En trois ans de travail, Nathan Doss a réalisé une cinquantaine de sculptures en bronze. Une trentaine d’entre elles sont exposées actuellement à la galerie
Zamalek sous le titre
Introduction à la vacuité. Doss, qui a de tout temps travaillé la pierre, notamment le granit, affirme que la sculpture en bronze lui a procuré une grande liberté. «
Je ne compte pas laisser tomber la sculpture en pierre. Durant ma participation à la 9e édition du Symposium d’Assouan pour la sculpture en granit, j’ai rencontré l’artiste argentin Carlos Dorrien, un maître de la sculpture en pierre et en bronze. Il m’a parlé des techniques de moulage et de la sculpture en bronze. L’idée m’a paru fort intéressante. Et donc depuis trois ans, j’ai installé une fonderie dans mon atelier à Fostat, et j’ai commencé à expérimenter. Quant à la sculpture en pierre, je continue à l’exercer, mais sur commande », raconte Nathan Doss.

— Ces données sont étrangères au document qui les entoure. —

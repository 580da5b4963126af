// SPDX-License-Identifier: MPL-2.0
// This Source Code Form is subject to the terms of the Mozilla Public
// License, v. 2.0. If a copy of the MPL was not distributed with this
// file, You can obtain one at https://mozilla.org/MPL/2.0/.

//! Error types for the climsync engine.
//!
//! This module provides the error hierarchy used across the crate: value
//! validation, transport failures reported by the device client, status
//! snapshot parsing, and lifecycle errors from the queue and manager.

use thiserror::Error;

/// The main error type for this library.
#[derive(Debug, Error)]
pub enum Error {
    /// Error occurred during value validation.
    #[error("value error: {0}")]
    Value(#[from] ValueError),

    /// Error reported by the device client transport.
    #[error("transport error: {0}")]
    Transport(#[from] TransportError),

    /// Error occurred while parsing a status snapshot.
    #[error("parse error: {0}")]
    Parse(#[from] ParseError),

    /// The command queue has been disposed and refuses new work.
    #[error("command queue is disposed")]
    QueueDisposed,

    /// The state manager has been stopped.
    #[error("state manager is stopped")]
    ManagerStopped,

    /// No state manager is registered for the requested device.
    #[error("no state manager registered for device")]
    DeviceNotFound,
}

/// Errors related to value validation and constraints.
///
/// These errors occur when attempting to create constrained types with
/// invalid values, or when canonicalizing a raw textual value fails.
#[derive(Debug, Error, Clone, PartialEq)]
pub enum ValueError {
    /// A numeric value is outside the allowed range.
    #[error("value {actual} is out of range [{min}, {max}]")]
    OutOfRange {
        /// Minimum allowed value.
        min: u16,
        /// Maximum allowed value.
        max: u16,
        /// The actual value that was provided.
        actual: u16,
    },

    /// A target temperature is outside the settable range.
    #[error("target temperature {actual}\u{b0}C is out of range [{min}, {max}]")]
    TemperatureOutOfRange {
        /// Minimum settable temperature.
        min: f32,
        /// Maximum settable temperature.
        max: f32,
        /// The actual value that was provided.
        actual: f32,
    },

    /// A temperature reading is NaN or infinite.
    #[error("temperature reading is not a finite number")]
    NonFiniteReading,

    /// An invalid power state string was provided.
    #[error("invalid power state: {0}")]
    InvalidPowerState(String),

    /// An invalid operation mode string was provided.
    #[error("invalid operation mode: {0}")]
    InvalidOperationMode(String),

    /// An invalid fan speed string was provided.
    #[error("invalid fan speed: {0}")]
    InvalidFanSpeed(String),

    /// An invalid swing mode string was provided.
    #[error("invalid swing mode: {0}")]
    InvalidSwingMode(String),

    /// An invalid toggle string was provided.
    #[error("invalid toggle value: {0}")]
    InvalidToggle(String),
}

/// Failures reported by the device client transport.
///
/// The wire-level client is outside this crate; this is the failure
/// vocabulary it reports through the [`DeviceClient`](crate::DeviceClient)
/// trait. Variants are cloneable so one failed batch can reject every
/// caller that was merged into it.
#[derive(Debug, Error, Clone, PartialEq, Eq)]
pub enum TransportError {
    /// Connection to the device failed.
    #[error("connection failed: {0}")]
    ConnectionFailed(String),

    /// The network route to the device is unavailable.
    #[error("network unreachable: {0}")]
    Unreachable(String),

    /// Request timed out.
    #[error("request timed out after {0} ms")]
    Timeout(u64),

    /// The device acknowledged the request but rejected it.
    #[error("device rejected the request: {0}")]
    Rejected(String),

    /// Internal channel was closed.
    #[error("channel closed: {0}")]
    ChannelClosed(String),
}

/// Errors related to parsing status snapshots.
#[derive(Debug, Error)]
pub enum ParseError {
    /// JSON parsing failed.
    #[error("JSON parse error: {0}")]
    Json(#[from] serde_json::Error),

    /// Expected field is missing from the status record.
    #[error("missing field in status: {0}")]
    MissingField(String),

    /// A field could not be canonicalized.
    #[error("invalid value for {field}: {source}")]
    InvalidField {
        /// The snapshot field that failed to parse.
        field: &'static str,
        /// The underlying validation failure.
        source: ValueError,
    },
}

/// A specialized Result type for this library.
pub type Result<T> = std::result::Result<T, Error>;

Le sculpteur fait souvent référence à ses origines rurales, étant né à Minya, et donc influencé par ses vergers et son côté champêtre. Il reproduit le corps d’une vache, celui d’un chameau ou l’accouplement de deux insectes, afin d’aborder la générosité de la nature. Les oeuvres ne sont pas volumineuses, mais captent à merveille les mouvements des animaux. « Je cherche à créer des oeuvres assez dynamiques », commente-t-il. La danse, la musique et le sport sont des thèmes récurrents chez le sculpteur. Car ils lui accordent l’aspect souple et dynamique qu’il désire.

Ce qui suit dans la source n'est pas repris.